» **ACTIVITY**: The required output is every record, reproduced exactly.

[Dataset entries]
use std::fmt::Write as _;
use std::sync::Arc;

use quiz_core::model::{AdviceSettings, Domain, QuizLimits, QuizMode, UserId};
use quiz_core::time::fixed_now;
use rand::SeedableRng;
use rand::rngs::StdRng;
use services::{AppServices, Clock};
use storage::question_bank::QuestionBank;

/// Five transformers questions (ids 1-5) and five GAN questions (ids 6-10).
fn bank(demo: &[u64]) -> Arc<QuestionBank> {
    let mut questions = String::new();
    for id in 1..=10 {
        let area = if id <= 5 { "transformers" } else { "gans" };
        if id > 1 {
            questions.push(',');
        }
        write!(
            questions,
            r#"{{"id": {id}, "question_text": "Q{id}", "options": {{"A": "yes", "B": "no"}},
                "correct_answer": "A", "knowledge_area": "{area}",
                "difficulty_level": "intermediate", "explanation": "E{id}"}}"#
        )
        .unwrap();
    }
    let demo = demo
        .iter()
        .map(u64::to_string)
        .collect::<Vec<_>>()
        .join(", ");
    let raw = format!(r#"{{"questions": [{questions}], "demo_questions": [{demo}]}}"#);
    Arc::new(QuestionBank::from_json_str(&raw).unwrap())
}

/// Transformers 1-3 and GANs 6-7 answered correctly: 3/5 and 2/5.
fn answer_for(id: u64) -> &'static str {
    if matches!(id, 1..=3 | 6 | 7) { "A" } else { "b" }
}

#[tokio::test]
async fn quick_quiz_ranks_weakest_domain_first_and_keeps_history() {
    let demo: Vec<u64> = (1..=10).collect();
    let services = AppServices::in_memory(
        bank(&demo),
        QuizLimits::default(),
        &AdviceSettings::disabled(),
        Clock::fixed(fixed_now()),
    );
    let quiz_loop = services.quiz_loop();
    let user = UserId::new("learner").unwrap();

    let mut quiz = quiz_loop
        .start_quiz_with_rng(user.clone(), QuizMode::Quick, StdRng::seed_from_u64(7))
        .unwrap();
    while let Some(question) = quiz_loop.next_question(&mut quiz) {
        let answer = answer_for(question.id().value());
        quiz_loop.answer_current(&mut quiz, answer).unwrap();
    }
    assert_eq!(quiz.progress().answered, 10);

    let result = quiz_loop.finish(&mut quiz).await.unwrap();
    let transformers = Domain::new("transformers").unwrap();
    let gans = Domain::new("gans").unwrap();
    assert!((result.record_for(&transformers).unwrap().percentage() - 60.0).abs() < 1e-9);
    assert!((result.record_for(&gans).unwrap().percentage() - 40.0).abs() < 1e-9);

    let (recommendations, save_error) = services
        .recommendations()
        .generate_and_save(&result)
        .await
        .unwrap();
    assert!(save_error.is_none());
    assert_eq!(recommendations.ranked_domains(), vec![&gans, &transformers]);
    assert!(recommendations.items().iter().all(|item| item.advice.is_none()));

    let stored = services
        .recommendations()
        .stored(result.session_id())
        .await
        .unwrap()
        .unwrap();
    assert_eq!(stored.ranked_domains(), vec![&gans, &transformers]);

    let history = services.history().recent(&user, 10).await.unwrap();
    assert_eq!(history.len(), 1);
    assert_eq!(history[0].session_id(), result.session_id());
    assert_eq!(history[0].records(), result.records());

    let reloaded = services.history().result(result.session_id()).await.unwrap();
    assert_eq!(reloaded.mode(), QuizMode::Quick);
    assert_eq!(reloaded.records(), result.records());
}

#[tokio::test]
async fn quick_quiz_draws_only_from_demo_pool() {
    let services = AppServices::in_memory(
        bank(&[1, 6]),
        QuizLimits::default(),
        &AdviceSettings::disabled(),
        Clock::fixed(fixed_now()),
    );
    let quiz_loop = services.quiz_loop();

    let mut quiz = quiz_loop
        .start_quiz(UserId::new("visitor").unwrap(), QuizMode::Quick)
        .unwrap();
    let mut served = Vec::new();
    while let Some(question) = quiz_loop.next_question(&mut quiz) {
        served.push(question.id().value());
        quiz_loop.answer_current(&mut quiz, "A").unwrap();
    }
    served.sort_unstable();
    assert_eq!(served, vec![1, 6]);

    let result = quiz_loop.finish(&mut quiz).await.unwrap();
    assert_eq!(result.correct_answers(), 2);
}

» **ANSWER SECTION**:
use std::fmt::Write as _;
use std::sync::Arc;

use quiz_core::model::{AdviceSettings, Domain, QuizLimits, QuizMode, UserId};
use quiz_core::time::fixed_now;
use rand::SeedableRng;
use rand::rngs::StdRng;
use services::{AppServices, Clock};
use storage::question_bank::QuestionBank;

/// Five transformers questions (ids 1-5) and five GAN questions (ids 6-10).
fn bank(demo: &[u64]) -> Arc<QuestionBank> {
    let mut questions = String::new();
    for id in 1..=10 {
        let area = if id <= 5 { "transformers" } else { "gans" };
        if id > 1 {
            questions.push(',');
        }
        write!(
            questions,
            r#"{{"id": {id}, "question_text": "Q{id}", "options": {{"A": "yes", "B": "no"}},
                "correct_answer": "A", "knowledge_area": "{area}",
                "difficulty_level": "intermediate", "explanation": "E{id}"}}"#
        )
        .unwrap();
    }
    let demo = demo
        .iter()
        .map(u64::to_string)
        .collect::<Vec<_>>()
        .join(", ");
    let raw = format!(r#"{{"questions": [{questions}], "demo_questions": [{demo}]}}"#);
    Arc::new(QuestionBank::from_json_str(&raw).unwrap())
}

/// Transformers 1-3 and GANs 6-7 answered correctly: 3/5 and 2/5.
fn answer_for(id: u64) -> &'static str {
    if matches!(id, 1..=3 | 6 | 7) { "A" } else { "b" }
}

#[tokio::test]
async fn quick_quiz_ranks_weakest_domain_first_and_keeps_history() {
    let demo: Vec<u64> = (1..=10).collect();
    let services = AppServices::in_memory(
        bank(&demo),
        QuizLimits::default(),
        &AdviceSettings::disabled(),
        Clock::fixed(fixed_now()),
    );
    let quiz_loop = services.quiz_loop();
    let user = UserId::new("learner").unwrap();

    let mut quiz = quiz_loop
        .start_quiz_with_rng(user.clone(), QuizMode::Quick, StdRng::seed_from_u64(7))
        .unwrap();
    while let Some(question) = quiz_loop.next_question(&mut quiz) {
        let answer = answer_for(question.id().value());
        quiz_loop.answer_current(&mut quiz, answer).unwrap();
    }
    assert_eq!(quiz.progress().answered, 10);

    let result = quiz_loop.finish(&mut quiz).await.unwrap();
    let transformers = Domain::new("transformers").unwrap();
    let gans = Domain::new("gans").unwrap();
    assert!((result.record_for(&transformers).unwrap().percentage() - 60.0).abs() < 1e-9);
    assert!((result.record_for(&gans).unwrap().percentage() - 40.0).abs() < 1e-9);

    let (recommendations, save_error) = services
        .recommendations()
        .generate_and_save(&result)
        .await
        .unwrap();
    assert!(save_error.is_none());
    assert_eq!(recommendations.ranked_domains(), vec![&gans, &transformers]);
    assert!(recommendations.items().iter().all(|item| item.advice.is_none()));

    let stored = services
        .recommendations()
        .stored(result.session_id())
        .await
        .unwrap()
        .unwrap();
    assert_eq!(stored.ranked_domains(), vec![&gans, &transformers]);

    let history = services.history().recent(&user, 10).await.unwrap();
    assert_eq!(history.len(), 1);
    assert_eq!(history[0].session_id(), result.session_id());
    assert_eq!(history[0].records(), result.records());

    let reloaded = services.history().result(result.session_id()).await.unwrap();
    assert_eq!(reloaded.mode(), QuizMode::Quick);
    assert_eq!(reloaded.records(), result.records());
}

#[tokio::test]
async fn quick_quiz_draws_only_from_demo_pool() {
    let services = AppServices::in_memory(
        bank(&[1, 6]),
        QuizLimits::default(),
        &AdviceSettings::disabled(),
        Clock::fixed(fixed_now()),
    );
    let quiz_loop = services.quiz_loop();

    let mut quiz = quiz_loop
        .start_quiz(UserId::new("visitor").unwrap(), QuizMode::Quick)
        .unwrap();
    let mut served = Vec::new();
    while let Some(question) = quiz_loop.next_question(&mut quiz) {
        served.push(question.id().value());
        quiz_loop.answer_current(&mut quiz, "A").unwrap();
    }
    served.sort_unstable();
    assert_eq!(served, vec![1, 6]);

    let result = quiz_loop.finish(&mut quiz).await.unwrap();
    assert_eq!(result.correct_answers(), 2);
}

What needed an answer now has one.